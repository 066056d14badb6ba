//! End-to-end flows over the in-memory backends.

use std::sync::Arc;
use std::time::Duration;

use anchor_crypto::SigningKey;
use anchor_ledger::{GatewayConfig, InMemoryLedger, LedgerClient, LedgerGateway};
use anchor_queue::{InMemoryQueue, MessageQueue, ANCHOR_TOPIC};
use anchor_store::{DocumentStore, InMemoryDocumentStore};
use anchor_types::{Record, RecordFields, RecordId, VerificationStatus};

use crate::{AnchorNode, DeliveryOutcome, WorkerConfig};

const RECEIVED_HASH: &str = "24b5d98f0912941558241644b81226b54e4df5fa65b7ea70fcc99bf21edb5561";

struct Deployment {
    store: Arc<InMemoryDocumentStore>,
    queue: Arc<InMemoryQueue>,
    ledger: Arc<InMemoryLedger>,
    node: AnchorNode,
}

async fn deployment() -> Deployment {
    let store = Arc::new(InMemoryDocumentStore::new());
    let queue = Arc::new(InMemoryQueue::default());
    let ledger = Arc::new(InMemoryLedger::default());
    let client: Arc<dyn LedgerClient> = ledger.clone();
    let gateway = LedgerGateway::connect(client, SigningKey::generate(), GatewayConfig::default())
        .await
        .unwrap();
    let node = AnchorNode::new(store.clone(), queue.clone(), Arc::new(gateway), ANCHOR_TOPIC)
        .with_worker_config(WorkerConfig {
            max_attempts: 2,
            backoff_base_ms: 1,
            backoff_max_ms: 2,
        });
    Deployment {
        store,
        queue,
        ledger,
        node,
    }
}

fn abc123() -> RecordId {
    RecordId::parse("abc123").unwrap()
}

fn received() -> RecordFields {
    RecordFields::new("L100", "received", "2024-01-01T00:00:00")
}

/// Store `abc123` and publish its anchor request, the way the API does for
/// a generated id.
async fn store_and_publish(d: &Deployment) -> Record {
    let record = Record::new(abc123(), received());
    d.store.insert_record(record.clone()).await.unwrap();
    d.node.publisher().publish(&record).await.unwrap();
    record
}

async fn drain_one(d: &Deployment) -> DeliveryOutcome {
    let delivery = d.queue.try_dequeue(ANCHOR_TOPIC).unwrap().unwrap();
    d.node.worker().process(&delivery).await.unwrap()
}

#[tokio::test]
async fn anchored_record_verifies_valid() {
    let d = deployment().await;
    store_and_publish(&d).await;

    match drain_one(&d).await {
        DeliveryOutcome::Confirmed { fingerprint, tx_hash, .. } => {
            assert_eq!(fingerprint.to_hex(), RECEIVED_HASH);
            assert!(tx_hash.is_some());
        }
        other => panic!("unexpected outcome {other:?}"),
    }
    assert_eq!(d.node.verify(&abc123()).await.unwrap(), VerificationStatus::Valid);

    let entry = d.node.gateway().lookup(&abc123()).await.unwrap().unwrap();
    assert_eq!(entry.fingerprint.to_hex(), RECEIVED_HASH);
    assert_eq!(entry.submitter, d.node.gateway().submitter());
}

#[tokio::test]
async fn edit_after_anchoring_is_detected() {
    let d = deployment().await;
    store_and_publish(&d).await;
    drain_one(&d).await;

    d.store
        .update(&abc123(), RecordFields::new("L100", "shipped", "2024-01-01T00:00:00"))
        .await
        .unwrap();
    assert_eq!(d.node.verify(&abc123()).await.unwrap(), VerificationStatus::Invalid);
}

#[tokio::test]
async fn record_not_yet_processed_is_not_anchored() {
    let d = deployment().await;
    store_and_publish(&d).await;
    assert_eq!(
        d.node.verify(&abc123()).await.unwrap(),
        VerificationStatus::NotAnchored
    );
    assert_eq!(
        d.node.verify(&RecordId::parse("nope").unwrap()).await.unwrap(),
        VerificationStatus::NotFound
    );
}

#[tokio::test]
async fn malformed_message_is_dead_lettered_without_ledger_activity() {
    let d = deployment().await;
    let payload = br#"{"_id":"abc123","numero_do_lote":"L100","status":"received"}"#.to_vec();
    d.queue.enqueue(ANCHOR_TOPIC, payload.clone()).await.unwrap();

    assert!(matches!(drain_one(&d).await, DeliveryOutcome::Malformed(_)));
    assert_eq!(d.ledger.block_number(), 0);
    assert_eq!(d.ledger.entry_count(), 0);
    assert_eq!(d.queue.dead_letters(ANCHOR_TOPIC), vec![payload]);
}

#[tokio::test]
async fn crash_before_ack_redelivers_without_a_second_entry() {
    let d = deployment().await;
    store_and_publish(&d).await;

    // First consumer registers but dies before acking.
    let delivery = d.queue.try_dequeue(ANCHOR_TOPIC).unwrap().unwrap();
    d.node
        .gateway()
        .register(&abc123(), &anchor_crypto::fingerprint_fields(&received()))
        .await
        .unwrap();
    assert_eq!(d.queue.recover().unwrap(), 1);
    let blocks = d.ledger.block_number();

    let redelivered = d.queue.try_dequeue(ANCHOR_TOPIC).unwrap().unwrap();
    assert_eq!(redelivered.payload, delivery.payload);
    let outcome = d.node.worker().process(&redelivered).await.unwrap();

    assert!(matches!(outcome, DeliveryOutcome::Confirmed { tx_hash: None, .. }));
    assert_eq!(d.ledger.block_number(), blocks);
    assert_eq!(d.ledger.entries(&abc123()).len(), 1);
    assert_eq!(d.node.verify(&abc123()).await.unwrap(), VerificationStatus::Valid);
}

#[tokio::test]
async fn both_versions_of_an_identifier_stay_on_the_ledger() {
    let d = deployment().await;
    store_and_publish(&d).await;
    drain_one(&d).await;

    let shipped = Record::new(abc123(), RecordFields::new("L100", "shipped", "2024-01-02T00:00:00"));
    d.store.update(&shipped.id, shipped.fields.clone()).await.unwrap();
    d.node.publisher().publish(&shipped).await.unwrap();
    drain_one(&d).await;

    assert_eq!(d.ledger.entries(&abc123()).len(), 2);
    assert_eq!(d.node.verify(&abc123()).await.unwrap(), VerificationStatus::Valid);
}

#[tokio::test]
async fn concurrent_workers_never_collide() {
    let d = deployment().await;
    for i in 0..10 {
        let record = Record::new(
            RecordId::parse(&format!("lot-{i}")).unwrap(),
            RecordFields::new(format!("L{i}"), "received", "2024-01-01T00:00:00"),
        );
        d.store.insert_record(record.clone()).await.unwrap();
        d.node.publisher().publish(&record).await.unwrap();
    }

    let handle = d.node.spawn();
    let second = d.node.spawn();
    for _ in 0..200 {
        if d.ledger.entry_count() == 10 {
            break;
        }
        tokio::time::sleep(Duration::from_millis(5)).await;
    }
    handle.shutdown().await;
    second.shutdown().await;

    assert_eq!(d.ledger.entry_count(), 10);
    assert_eq!(
        d.ledger
            .transaction_count(&d.node.gateway().submitter())
            .await
            .unwrap(),
        10
    );
    assert!(d.queue.dead_letters(ANCHOR_TOPIC).is_empty());
}

#[tokio::test]
async fn reconciler_recovers_a_lost_publish() {
    let d = deployment().await;
    // Stored, but the anchor request never made it to the queue.
    d.store.insert_record(Record::new(abc123(), received())).await.unwrap();

    let report = d.node.reconciler().sweep().await.unwrap();
    assert_eq!(report.republished, 1);
    drain_one(&d).await;
    assert_eq!(d.node.verify(&abc123()).await.unwrap(), VerificationStatus::Valid);

    let report = d.node.reconciler().sweep().await.unwrap();
    assert_eq!(report.anchored, 1);
    assert_eq!(report.republished, 0);
}
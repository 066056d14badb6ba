use std::fmt;

use serde::{Deserialize, Serialize};

/// Result of verifying a stored record against the ledger.
#[derive(Clone, Copy, Debug, PartialEq, Eq, Hash, Serialize, Deserialize)]
#[serde(rename_all = "snake_case")]
pub enum VerificationStatus {
    /// The record's current fingerprint is registered under its identifier.
    Valid,
    /// The identifier has ledger entries, but none matches the current
    /// content: the record changed after it was anchored.
    Invalid,
    /// No record with this identifier exists in the document store.
    NotFound,
    /// The record exists but nothing has been registered for it yet.
    NotAnchored,
}

impl VerificationStatus {
    pub fn as_str(&self) -> &'static str {
        match self {
            Self::Valid => "valid",
            Self::Invalid => "invalid",
            Self::NotFound => "not_found",
            Self::NotAnchored => "not_anchored",
        }
    }
}

impl fmt::Display for VerificationStatus {
    fn fmt(&self, f: &mut fmt::Formatter<'_>) -> fmt::Result {
        f.write_str(self.as_str())
    }
}
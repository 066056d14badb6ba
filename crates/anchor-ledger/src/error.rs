use anchor_types::TxHash;

/// Errors reported by a ledger node.
#[derive(Debug, Clone, PartialEq, Eq, thiserror::Error)]
pub enum ClientError {
    /// The node could not be reached or did not answer.
    #[error("ledger node unavailable: {0}")]
    Unavailable(String),

    /// The transaction's sequence number is not the one the node expects
    /// next for the sender.
    #[error("nonce mismatch: expected {expected}, submitted {submitted}")]
    NonceMismatch { expected: u64, submitted: u64 },

    /// The node refused the transaction before inclusion.
    #[error("transaction rejected: {0}")]
    Rejected(String),

    #[error("unknown transaction {0}")]
    UnknownTransaction(TxHash),

    #[error("unknown event: {0}")]
    UnknownEvent(String),
}

/// Result alias for ledger node operations.
pub type ClientResult<T> = Result<T, ClientError>;

/// Errors produced by [`LedgerGateway`](crate::LedgerGateway) operations.
#[derive(Debug, Clone, PartialEq, Eq, thiserror::Error)]
pub enum LedgerError {
    /// The ledger refused or reverted the registration.
    #[error("ledger write failed: {reason}")]
    WriteFailed { reason: String },

    /// Network or node failure; the write was not accepted.
    #[error("ledger unavailable: {0}")]
    Unavailable(String),

    /// The sequence number was already used. The gateway refreshes its
    /// sequence state before the next submission.
    #[error("sequence collision: ledger expected nonce {expected}, submitted {submitted}")]
    SequenceCollision { expected: u64, submitted: u64 },

    /// The transaction was accepted but not confirmed in time. It may
    /// still be included later.
    #[error("outcome unknown for transaction {tx_hash}: confirmation timed out")]
    OutcomeUnknown { tx_hash: TxHash },

    #[error("unexpected ledger response: {0}")]
    UnexpectedResponse(String),
}

impl LedgerError {
    /// Whether the caller should check `verify` before resubmitting,
    /// because an earlier attempt may have landed.
    pub fn needs_reverify(&self) -> bool {
        matches!(
            self,
            Self::Unavailable(_) | Self::OutcomeUnknown { .. } | Self::SequenceCollision { .. }
        )
    }
}

/// Result alias for gateway operations.
pub type LedgerResult<T> = Result<T, LedgerError>;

^^^^^^^^

== TASK OBJECTIVE ==
Only one number is wanted: how many lines in the records above contain the string "AnchorNode".

== RESPONSE FOR THIS EXERCISE ==
3